GSA Connects 2023 Meeting in Pittsburgh, Pennsylvania

Paper No. 170-10
Presentation Time: 8:00 AM-5:30 PM

WELLS FOR HYDROGEOLOGY: IMPROVING, EXPANDING, AND AUTOMATING GEOLOGIC INPUTS TO NEAR-SURFACE GROUNDWATER FLOW MODELS USING EXISTING WELL DATABASES


BALIKIAN, Riley1, ABRAMS, Daniel2, FRANKE, Joseph2, JONES, Allan2, MICHAEL, Krasowski2 and XIE, Ketong3, (1)Illinois State Geological Survey, University of Illinois at Urbana-Champaign, Champaign, IL 61820, (2)Illinois State Water Survey, Prairie Research Institute, University of Illinois at Urbana-Champaign, 2204 Griffith Drive, MC-674, Champaign, IL 61820, (3)Illinois State Geological Survey, Prairie Research Institute, University of Illinois at Urbana-Champaign, 615 E. Peabody Drive, Champaign, IL 61820

As the scarcity of surface water continues to increase and industrial pollution threatens existing groundwater reserves, understanding the controls on groundwater flow is an increasingly important goal for scientists, planners, policy makers, and other community stakeholders.
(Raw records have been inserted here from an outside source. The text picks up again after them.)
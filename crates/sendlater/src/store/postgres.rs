//! PostgreSQL commitment store.

use std::time::Duration;

use serde_json::Value;
use sqlx::postgres::PgRow;
use sqlx::{PgPool, Row};
use time::OffsetDateTime;

use super::{AlarmStore, ClaimedCommitment, Commitment};
use crate::action::{ActionId, ActionState};
use crate::error::{Error, Result};

/// PostgreSQL-backed store for commitments that must survive process death.
///
/// # Database Schema
///
/// Requires one table in the `sendlater` schema, created by
/// [`PgStore::migrate`]:
///
/// | Column         | Purpose                                        |
/// |----------------|------------------------------------------------|
/// | `id`           | Derived action id (primary key)                |
/// | `fire_at`      | When the commitment becomes due                |
/// | `signal`       | Dispatch signal payload (JSONB)                |
/// | `state`        | `pending` / `fired` / `failed`                 |
/// | `last_error`   | Last dispatch error, for failed rows           |
/// | `locked_until` | Claim lease expiry                             |
/// | `locked_by`    | Worker holding the lease (debugging)           |
///
/// # Concurrency
///
/// Claims use `FOR UPDATE SKIP LOCKED` so concurrent processes never lease
/// the same commitment inside one lease window. A process that dies while
/// holding a lease simply lets it expire; the commitment is then claimed
/// again, which is where the at-least-once duplicate window comes from.
#[derive(Debug, Clone)]
pub struct PgStore {
    pool: PgPool,
}

impl PgStore {
    /// Create a store from a connection pool.
    pub fn new(pool: PgPool) -> Self {
        Self { pool }
    }

    /// Create the `sendlater` schema and commitments table if absent.
    pub async fn migrate(&self) -> Result<()> {
        sqlx::query("CREATE SCHEMA IF NOT EXISTS sendlater")
            .execute(&self.pool)
            .await?;
        sqlx::query(
            r#"
            CREATE TABLE IF NOT EXISTS sendlater.commitments (
                id           BIGINT PRIMARY KEY,
                fire_at      TIMESTAMPTZ NOT NULL,
                signal       JSONB NOT NULL,
                state        TEXT NOT NULL DEFAULT 'pending',
                last_error   TEXT,
                created_at   TIMESTAMPTZ NOT NULL,
                locked_until TIMESTAMPTZ,
                locked_by    TEXT
            )
            "#,
        )
        .execute(&self.pool)
        .await?;
        sqlx::query(
            r#"
            CREATE INDEX IF NOT EXISTS commitments_due_idx
            ON sendlater.commitments (fire_at)
            WHERE state = 'pending'
            "#,
        )
        .execute(&self.pool)
        .await?;
        Ok(())
    }

    fn commitment_from_row(row: &PgRow) -> Result<Commitment> {
        let state: String = row.try_get("state")?;
        let state = ActionState::parse(&state).ok_or_else(|| {
            Error::InvalidArguments(format!("unknown commitment state in store: {state}"))
        })?;
        Ok(Commitment {
            id: ActionId::from_raw(row.try_get("id")?),
            fire_at: row.try_get("fire_at")?,
            signal: row.try_get::<Value, _>("signal")?,
            state,
            last_error: row.try_get("last_error")?,
            created_at: row.try_get("created_at")?,
        })
    }
}

impl AlarmStore for PgStore {
    async fn put(&self, commitment: Commitment) -> Result<()> {
        sqlx::query(
            r#"
            INSERT INTO sendlater.commitments
                (id, fire_at, signal, state, last_error, created_at, locked_until, locked_by)
            VALUES ($1, $2, $3, $4, $5, $6, NULL, NULL)
            ON CONFLICT (id) DO UPDATE SET
                fire_at = EXCLUDED.fire_at,
                signal = EXCLUDED.signal,
                state = EXCLUDED.state,
                last_error = EXCLUDED.last_error,
                created_at = EXCLUDED.created_at,
                locked_until = NULL,
                locked_by = NULL
            "#,
        )
        .bind(commitment.id.as_i64())
        .bind(commitment.fire_at)
        .bind(&commitment.signal)
        .bind(commitment.state.as_str())
        .bind(&commitment.last_error)
        .bind(commitment.created_at)
        .execute(&self.pool)
        .await?;
        Ok(())
    }

    async fn claim_due(
        &self,
        worker_id: &str,
        now: OffsetDateTime,
        lock_duration: Duration,
    ) -> Result<Option<ClaimedCommitment>> {
        let lease = time::Duration::new(
            lock_duration.as_secs() as i64,
            lock_duration.subsec_nanos() as i32,
        );
        let row = sqlx::query(
            r#"
            UPDATE sendlater.commitments
            SET locked_until = $3, locked_by = $2
            WHERE id = (
                SELECT id FROM sendlater.commitments
                WHERE state = 'pending'
                  AND fire_at <= $1
                  AND (locked_until IS NULL OR locked_until <= $1)
                ORDER BY fire_at ASC
                LIMIT 1
                FOR UPDATE SKIP LOCKED
            )
            RETURNING id, fire_at, signal, created_at
            "#,
        )
        .bind(now)
        .bind(worker_id)
        .bind(now + lease)
        .fetch_optional(&self.pool)
        .await?;

        let Some(row) = row else {
            return Ok(None);
        };

        Ok(Some(ClaimedCommitment {
            id: ActionId::from_raw(row.try_get("id")?),
            fire_at: row.try_get("fire_at")?,
            signal: row.try_get::<Value, _>("signal")?,
            created_at: row.try_get("created_at")?,
        }))
    }

    async fn mark_fired(&self, id: ActionId, _at: OffsetDateTime) -> Result<()> {
        sqlx::query(
            r#"
            UPDATE sendlater.commitments
            SET state = 'fired', last_error = NULL, locked_until = NULL, locked_by = NULL
            WHERE id = $1
            "#,
        )
        .bind(id.as_i64())
        .execute(&self.pool)
        .await?;
        Ok(())
    }

    async fn mark_failed(&self, id: ActionId, error: &str, _at: OffsetDateTime) -> Result<()> {
        sqlx::query(
            r#"
            UPDATE sendlater.commitments
            SET state = 'failed', last_error = $2, locked_until = NULL, locked_by = NULL
            WHERE id = $1
            "#,
        )
        .bind(id.as_i64())
        .bind(error)
        .execute(&self.pool)
        .await?;
        Ok(())
    }

    async fn scan_pending(&self) -> Result<Vec<Commitment>> {
        let rows = sqlx::query(
            r#"
            SELECT id, fire_at, signal, state, last_error, created_at
            FROM sendlater.commitments
            WHERE state = 'pending'
            ORDER BY fire_at ASC
            "#,
        )
        .fetch_all(&self.pool)
        .await?;

        rows.iter().map(Self::commitment_from_row).collect()
    }

    async fn get(&self, id: ActionId) -> Result<Option<Commitment>> {
        let row = sqlx::query(
            r#"
            SELECT id, fire_at, signal, state, last_error, created_at
            FROM sendlater.commitments
            WHERE id = $1
            "#,
        )
        .bind(id.as_i64())
        .fetch_optional(&self.pool)
        .await?;

        row.as_ref().map(Self::commitment_from_row).transpose()
    }
}
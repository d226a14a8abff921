//! Alarm worker polling the commitment store for due wake-ups.

use std::sync::Arc;
use std::time::Duration;

use tokio::sync::watch;
use tokio::time::interval;
use tracing::{error, info};

use crate::dispatch::Dispatcher;
use crate::store::AlarmStore;

/// Worker that polls for due commitments and routes them to the dispatcher.
///
/// The worker runs in a loop, claiming commitments one at a time and
/// dispatching them sequentially; each dispatch runs to completion before
/// the next claim.
///
/// # Lifecycle
///
/// 1. Tick at the configured poll cadence
/// 2. Claim one due commitment (lease with expiry)
/// 3. Dispatch it; the dispatcher records the outcome
/// 4. Repeat until shutdown signal
pub(crate) struct AlarmWorker<S: AlarmStore> {
    dispatcher: Arc<Dispatcher<S>>,
    poll_interval: Duration,
    lock_duration: Duration,
    worker_id: String,
}

impl<S: AlarmStore> AlarmWorker<S> {
    /// Create a new alarm worker.
    pub fn new(
        dispatcher: Arc<Dispatcher<S>>,
        poll_interval: Duration,
        lock_duration: Duration,
        worker_id: String,
    ) -> Self {
        Self {
            dispatcher,
            poll_interval,
            lock_duration,
            worker_id,
        }
    }

    /// Run the worker until the shutdown signal flips.
    ///
    /// When the shutdown receiver signals, the worker finishes the current
    /// dispatch (if any) and exits.
    pub async fn run(self, mut shutdown: watch::Receiver<bool>) {
        let mut poll = interval(self.poll_interval);
        poll.set_missed_tick_behavior(tokio::time::MissedTickBehavior::Skip);

        info!(worker_id = %self.worker_id, "Alarm worker started");

        loop {
            tokio::select! {
                _ = poll.tick() => {
                    if let Err(e) = self
                        .dispatcher
                        .poll_once(&self.worker_id, self.lock_duration)
                        .await
                    {
                        error!(error = %e, "Error claiming due commitment");
                    }
                }
                _ = shutdown.changed() => {
                    if *shutdown.borrow() {
                        info!(worker_id = %self.worker_id, "Alarm worker shutting down");
                        break;
                    }
                }
            }
        }
    }
}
This is especially true for communities that rely primarily or solely on groundwater as a water source. Among the most important controls on groundwater flow in near-surface aquifers is the distribution of different texture and lithology of the sediments within them. In many places, the most abundant and precise source of this information is contained in well logs or descriptions. In the United States, many statewide geological surveys or other agencies assemble and maintain databases of this information from water well drillers, geotechnical engineers, environmental consulting agencies, or geologists. These databases provide a wealth of information, but often must be converted from raw descriptions in human-readable format to discretized lithologies and, potentially, target materials that can be used to define property zonation in computer models, such as MODFLOW. Described here is a new process using an open-source python toolset for creating n-layer hydrogeologic models from well datasets such as these. This process can be applied anywhere appropriate datasets exist. These datasets include a) a database of wells with unique keys (e.g., API numbers), geospatial coordinates, and depth-defined geologic descriptions; b) a surface elevation raster defining the top of the hydrogeologic model, and c) a bedrock elevation raster (or another raster) defining the bottom of the model. The process described can be applied across broad scales, including county-to-sub-county scales (~1000 km2) and state-wide scales (~100,000+ km2). Also presented are lessons learned from cases in near-surface glacial-fluvial aquifers in Illinois where it has been tested. The core methods used here have been implemented elsewhere, but the tools presented represent a new low-cost and low-barrier means of rapid characterization of any near-surface aquifers of interest.